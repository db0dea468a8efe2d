use std::process::Stdio;
use std::time::{Duration, Instant};

use anyhow::{anyhow, Result};
use async_trait::async_trait;
use tokio::io::{AsyncBufReadExt, AsyncReadExt, AsyncWriteExt, BufReader};
use tokio::process::{Child, ChildStdin, ChildStdout, Command};
use tracing::{debug, error, trace, warn};

use super::error::ReplError;

/// Byte-stream seam between the session and whatever produces the REPL
/// output. The process-backed implementation below is the only one used
/// outside of tests.
#[async_trait]
pub trait ReplTransport: Send {
    /// Write one command line (newline appended) and flush it.
    async fn send_line(&mut self, line: &str) -> Result<()>;

    /// Consume output until `delimiter` appears. Returns everything before
    /// the delimiter, whitespace-trimmed; the delimiter itself is excluded
    /// and anything after it in the same chunk is discarded.
    async fn read_until(&mut self, delimiter: &str) -> Result<String>;

    /// Terminate the child unconditionally. No graceful handshake.
    async fn shutdown(&mut self) -> Result<()>;

    /// OS pid of the child, where one exists.
    fn process_id(&self) -> Option<u32>;
}

/// Transport backed by a spawned child process with piped stdio.
///
/// The child's stdin and stdout are exclusively owned here; stderr is
/// drained by a background task so the child can never block on a full
/// stderr pipe.
#[derive(Debug)]
pub struct ProcessReplTransport {
    child: Child,
    stdin: ChildStdin,
    stdout: ChildStdout,
    poll_interval: Duration,
    response_timeout: Option<Duration>,
}

impl ProcessReplTransport {
    /// Spawn `command` with piped stdin/stdout/stderr and take ownership
    /// of its streams. `kill_on_drop` guarantees the child is terminated
    /// on every exit path, including panics.
    pub fn spawn(
        mut command: Command,
        poll_interval: Duration,
        response_timeout: Option<Duration>,
    ) -> Result<Self> {
        command
            .stdin(Stdio::piped())
            .stdout(Stdio::piped())
            .stderr(Stdio::piped())
            .kill_on_drop(true);

        debug!("Spawning REPL child: {:?}", command);
        let mut child = command.spawn().map_err(ReplError::Spawn)?;

        let stdin = child
            .stdin
            .take()
            .ok_or_else(|| anyhow!("Failed to get stdin handle from child process"))?;
        let stdout = child
            .stdout
            .take()
            .ok_or_else(|| anyhow!("Failed to get stdout handle from child process"))?;
        let stderr = child
            .stderr
            .take()
            .ok_or_else(|| anyhow!("Failed to get stderr handle from child process"))?;

        debug!("REPL child spawned with pid {:?}", child.id());

        // Drain stderr in the background, surfacing it through the log.
        tokio::spawn(async move {
            let mut reader = BufReader::new(stderr);
            let mut line = String::new();
            loop {
                match reader.read_line(&mut line).await {
                    Ok(0) => {
                        debug!("Child stderr stream closed");
                        break;
                    }
                    Ok(_) => {
                        warn!("[child stderr] {}", line.trim_end());
                        line.clear();
                    }
                    Err(e) => {
                        error!("Error reading child stderr: {}", e);
                        break;
                    }
                }
            }
        });

        Ok(Self {
            child,
            stdin,
            stdout,
            poll_interval,
            response_timeout,
        })
    }
}

#[async_trait]
impl ReplTransport for ProcessReplTransport {
    async fn send_line(&mut self, line: &str) -> Result<()> {
        trace!("Sending line: <{}>", line);
        // The trailing newline is what makes the child execute the command.
        self.stdin.write_all(line.as_bytes()).await?;
        self.stdin.write_all(b"\n").await?;
        self.stdin.flush().await?;
        Ok(())
    }

    async fn read_until(&mut self, delimiter: &str) -> Result<String> {
        let started = Instant::now();
        let mut accumulated = String::new();
        // Where the next delimiter scan begins. Backed up before each new
        // chunk so a delimiter straddling a chunk boundary is still found.
        let mut scan_from = 0usize;
        let mut buf = [0u8; 4096];

        loop {
            if let Some(limit) = self.response_timeout {
                if started.elapsed() >= limit {
                    warn!(
                        "No delimiter {:?} within {:?}; giving up. Buffered output: <{}>",
                        delimiter,
                        limit,
                        accumulated.trim()
                    );
                    return Err(ReplError::Stall {
                        delimiter: delimiter.to_string(),
                        waited: started.elapsed(),
                    }
                    .into());
                }
            }

            // Bounded poll: wake up at least every poll_interval to
            // re-check the deadline.
            let n = match tokio::time::timeout(self.poll_interval, self.stdout.read(&mut buf)).await
            {
                Ok(Ok(0)) => {
                    warn!(
                        "Child closed stdout while waiting for {:?}. Buffered output: <{}>",
                        delimiter,
                        accumulated.trim()
                    );
                    return Err(ReplError::ChildExited.into());
                }
                Ok(Ok(n)) => n,
                Ok(Err(e)) => return Err(ReplError::Io(e).into()),
                Err(_) => continue, // nothing readable this poll
            };

            let chunk = String::from_utf8_lossy(&buf[..n]);
            trace!("Got output: <{}>", chunk);
            accumulated.push_str(&chunk);

            if let Some(pos) = accumulated[scan_from..]
                .find(delimiter)
                .map(|p| p + scan_from)
            {
                trace!("Delimiter present. Stopping.");
                return Ok(accumulated[..pos].trim().to_string());
            }

            scan_from = accumulated
                .len()
                .saturating_sub(delimiter.len().saturating_sub(1));
            while !accumulated.is_char_boundary(scan_from) {
                scan_from -= 1;
            }
        }
    }

    async fn shutdown(&mut self) -> Result<()> {
        debug!("Shutting down REPL child pid {:?}", self.child.id());
        if let Err(e) = self.child.start_kill() {
            // Already-exited children make start_kill fail; nothing to do.
            debug!("start_kill returned error (child may have exited): {}", e);
        }
        let status = self.child.wait().await?;
        debug!("REPL child reaped with status {:?}", status);
        Ok(())
    }

    fn process_id(&self) -> Option<u32> {
        self.child.id()
    }
}
use std::time::Duration;

use thiserror::Error;

/// REPL driver errors.
#[derive(Debug, Error)]
pub enum ReplError {
    #[error("initialization failed, output was <{output}>")]
    Initialization { output: String },

    #[error("failed to spawn child process: {0}")]
    Spawn(#[source] std::io::Error),

    #[error("delimiter {delimiter:?} not seen within {waited:?}")]
    Stall { delimiter: String, waited: Duration },

    #[error("child process closed stdout before the expected delimiter")]
    ChildExited,

    #[error("malformed response while {context}: <{response}>")]
    Parse { context: String, response: String },

    #[error("I/O error on child pipe: {0}")]
    Io(#[from] std::io::Error),
}
//! Driver for Ken Brakke's Surface Evolver command-line REPL.
//!
//! Spawns the `evolver` executable as a child process and frames its
//! stdout into discrete responses bounded by prompt strings, exposing a
//! synchronous command/response API on top:
//!
//! ```no_run
//! use evolver_driver::Evolver;
//!
//! # async fn demo() -> anyhow::Result<()> {
//! let mut session = Evolver::spawn("evolver").await?;
//! session.run_command("foo := 3").await?;
//! let output = session.run_command("print foo").await?;
//! println!("{output}"); // prints the string 3
//! session.close().await?;
//! # Ok(())
//! # }
//! ```
//!
//! The machinery is not Evolver-specific: any line-oriented REPL child
//! can be driven by overriding the prompt strings in [`ReplConfig`].

pub mod datafile;
pub mod repl;

pub use repl::config::ReplConfig;
pub use repl::error::ReplError;
pub use repl::session::{Evolver, EvolverBuilder, EvolveStats};
pub use repl::transport::{ProcessReplTransport, ReplTransport};
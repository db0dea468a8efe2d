// REPL adapter: process transport, response framing, and the session API.
pub mod config;
pub mod error;
pub mod session;
pub mod transport;

pub use config::ReplConfig;
pub use error::ReplError;
pub use session::{Evolver, EvolverBuilder, EvolveStats};
pub use transport::{ProcessReplTransport, ReplTransport};
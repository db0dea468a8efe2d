use std::collections::VecDeque;
use std::sync::{Arc, Mutex};

use anyhow::Result;
use async_trait::async_trait;
use evolver_driver::{Evolver, ReplConfig, ReplError, ReplTransport};

const DATAFILE_PROMPT: &str = "Enter new datafile name (none to continue, q to quit):";
const COMMAND_PROMPT: &str = "Enter command:";
const END_OF_INPUT: &str = "Enter command: //End Of Input";

// Scripted transport: each read_until pops the next canned chunk of child
// output and frames it against the requested delimiter, so session logic
// can be exercised without a real process.
#[derive(Debug, Default)]
struct ScriptState {
    script: VecDeque<String>,
    sent_lines: Vec<String>,
    shutdown_calls: usize,
}

#[derive(Debug, Clone)]
struct ScriptedTransport {
    state: Arc<Mutex<ScriptState>>,
}

impl ScriptedTransport {
    fn new<S: AsRef<str>>(script: &[S]) -> Self {
        Self {
            state: Arc::new(Mutex::new(ScriptState {
                script: script.iter().map(|s| s.as_ref().to_string()).collect(),
                ..Default::default()
            })),
        }
    }

    fn sent_lines(&self) -> Vec<String> {
        self.state.lock().unwrap().sent_lines.clone()
    }

    fn shutdown_calls(&self) -> usize {
        self.state.lock().unwrap().shutdown_calls
    }
}

#[async_trait]
impl ReplTransport for ScriptedTransport {
    async fn send_line(&mut self, line: &str) -> Result<()> {
        self.state.lock().unwrap().sent_lines.push(line.to_string());
        Ok(())
    }

    async fn read_until(&mut self, delimiter: &str) -> Result<String> {
        let chunk = self
            .state
            .lock()
            .unwrap()
            .script
            .pop_front()
            .ok_or(ReplError::ChildExited)?;
        match chunk.find(delimiter) {
            Some(pos) => Ok(chunk[..pos].trim().to_string()),
            None => Err(ReplError::Stall {
                delimiter: delimiter.to_string(),
                waited: std::time::Duration::from_secs(0),
            }
            .into()),
        }
    }

    async fn shutdown(&mut self) -> Result<()> {
        self.state.lock().unwrap().shutdown_calls += 1;
        Ok(())
    }

    fn process_id(&self) -> Option<u32> {
        None
    }
}

fn startup_script() -> Vec<String> {
    vec![
        format!("Surface Evolver banner\n{DATAFILE_PROMPT}"),
        COMMAND_PROMPT.to_string(),
    ]
}

async fn session_with<S: AsRef<str>>(
    script: &[S],
) -> (Evolver<ScriptedTransport>, ScriptedTransport) {
    let mut full: Vec<String> = startup_script();
    full.extend(script.iter().map(|s| s.as_ref().to_string()));
    let transport = ScriptedTransport::new(&full);
    let handle = transport.clone();
    let session = Evolver::initialize(transport, ReplConfig::default())
        .await
        .expect("startup handshake should succeed");
    (session, handle)
}

#[tokio::test]
async fn responses_are_trimmed_and_exclude_the_delimiter() -> Result<()> {
    let (mut session, _) =
        session_with(&["  total energy: 5.1  \nEnter command: leftover ignored"]).await;
    let response = session.run_command("print total_energy").await?;
    assert_eq!(response, "total energy: 5.1");
    assert!(!response.contains(COMMAND_PROMPT));
    Ok(())
}

#[tokio::test]
async fn unexpected_startup_output_fails_initialization_and_kills_the_child() {
    // The probe after the datafile prompt comes back with noise.
    let transport = ScriptedTransport::new(&[
        &format!("banner\n{DATAFILE_PROMPT}"),
        &format!("unexpected garbage\n{COMMAND_PROMPT}"),
    ]);
    let handle = transport.clone();

    let err = Evolver::initialize(transport, ReplConfig::default())
        .await
        .expect_err("noisy startup must fail");
    match err.downcast_ref::<ReplError>() {
        Some(ReplError::Initialization { output }) => {
            assert!(output.contains("unexpected garbage"));
        }
        other => panic!("expected Initialization error, got {other:?}"),
    }
    assert_eq!(handle.shutdown_calls(), 1);
}

#[tokio::test]
async fn startup_stall_also_fails_initialization() {
    // Child never emits the datafile prompt at all.
    let transport = ScriptedTransport::new(&["this is not the prompt you are looking for"]);
    let handle = transport.clone();

    let err = Evolver::initialize(transport, ReplConfig::default())
        .await
        .expect_err("promptless child must fail");
    assert!(matches!(
        err.downcast_ref::<ReplError>(),
        Some(ReplError::Initialization { .. })
    ));
    assert_eq!(handle.shutdown_calls(), 1);
}

#[tokio::test]
async fn open_file_sets_the_flag_and_reopening_is_inert() -> Result<()> {
    let (mut session, handle) = session_with(&[&format!("reading in file\n{END_OF_INPUT}")]).await;

    assert_eq!(session.working_file(), None);
    session.open_file("mound.fe").await?;
    assert_eq!(session.working_file(), Some("mound.fe"));

    let sends_before = handle.sent_lines().len();
    // Second open: no child interaction, flag unchanged.
    session.open_file("other.fe").await?;
    assert_eq!(handle.sent_lines().len(), sends_before);
    assert_eq!(session.working_file(), Some("mound.fe"));
    Ok(())
}

#[tokio::test]
async fn close_file_clears_the_flag_after_the_quit_round_trip() -> Result<()> {
    let (mut session, handle) = session_with(&[
        &format!("reading in file\n{END_OF_INPUT}"),
        &format!("quitting\n{DATAFILE_PROMPT}"),
    ])
    .await;

    session.open_file("mound.fe").await?;
    session.close_file().await?;
    assert_eq!(session.working_file(), None);
    assert_eq!(handle.sent_lines().last().map(String::as_str), Some("q"));
    Ok(())
}

#[tokio::test]
async fn evolve_extracts_stats_from_the_final_iteration() -> Result<()> {
    let report = format!(
        "1. area: 5.1 energy: 5.0 scale: 0.2\n2. area: 4.9 energy: 4.8 scale: 0.1\n{COMMAND_PROMPT}"
    );
    let (mut session, handle) = session_with(&[&report]).await;

    let stats = session.evolve(2).await?;
    assert_eq!(stats.area, 4.9);
    assert_eq!(stats.energy, 4.8);
    assert_eq!(stats.scale, 0.1);
    assert_eq!(handle.sent_lines().last().map(String::as_str), Some("g 2"));
    Ok(())
}

#[tokio::test]
async fn evolve_retries_the_read_once_when_the_report_lags() -> Result<()> {
    let (mut session, handle) = session_with(&[
        // First read hits the prompt with nothing before it.
        COMMAND_PROMPT,
        &format!("1. area: 5.1 energy: 5.0 scale: 0.2\n{COMMAND_PROMPT}"),
    ])
    .await;

    let stats = session.evolve(1).await?;
    assert_eq!(stats.area, 5.1);
    // The retry is a bare re-read: `g 1` went out exactly once.
    let sends: Vec<String> = handle
        .sent_lines()
        .into_iter()
        .filter(|l| l == "g 1")
        .collect();
    assert_eq!(sends.len(), 1);
    Ok(())
}

#[tokio::test]
async fn dump_discards_the_response() -> Result<()> {
    let (mut session, handle) = session_with(&[&format!("dumped to mound.fe.dmp\n{COMMAND_PROMPT}")]).await;
    session.dump().await?;
    assert_eq!(handle.sent_lines().last().map(String::as_str), Some("dump"));
    Ok(())
}

#[tokio::test]
async fn stalled_reads_surface_as_errors() {
    let (mut session, _) = session_with(&["output with no prompt in it"]).await;
    let err = session.run_command("g 1").await.expect_err("must stall");
    assert!(matches!(
        err.downcast_ref::<ReplError>(),
        Some(ReplError::Stall { .. })
    ));
}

****************************************

ACTIVITY.
Copy, from the material, each line that holds the string "ReplConfig".

SOLUTION FOR THIS EXERCISE.
//! can be driven by overriding the prompt strings in [`ReplConfig`].
pub use repl::config::ReplConfig;
pub use config::ReplConfig;
use evolver_driver::{Evolver, ReplConfig, ReplError, ReplTransport};
    let session = Evolver::initialize(transport, ReplConfig::default())
    let err = Evolver::initialize(transport, ReplConfig::default())
    let err = Evolver::initialize(transport, ReplConfig::default())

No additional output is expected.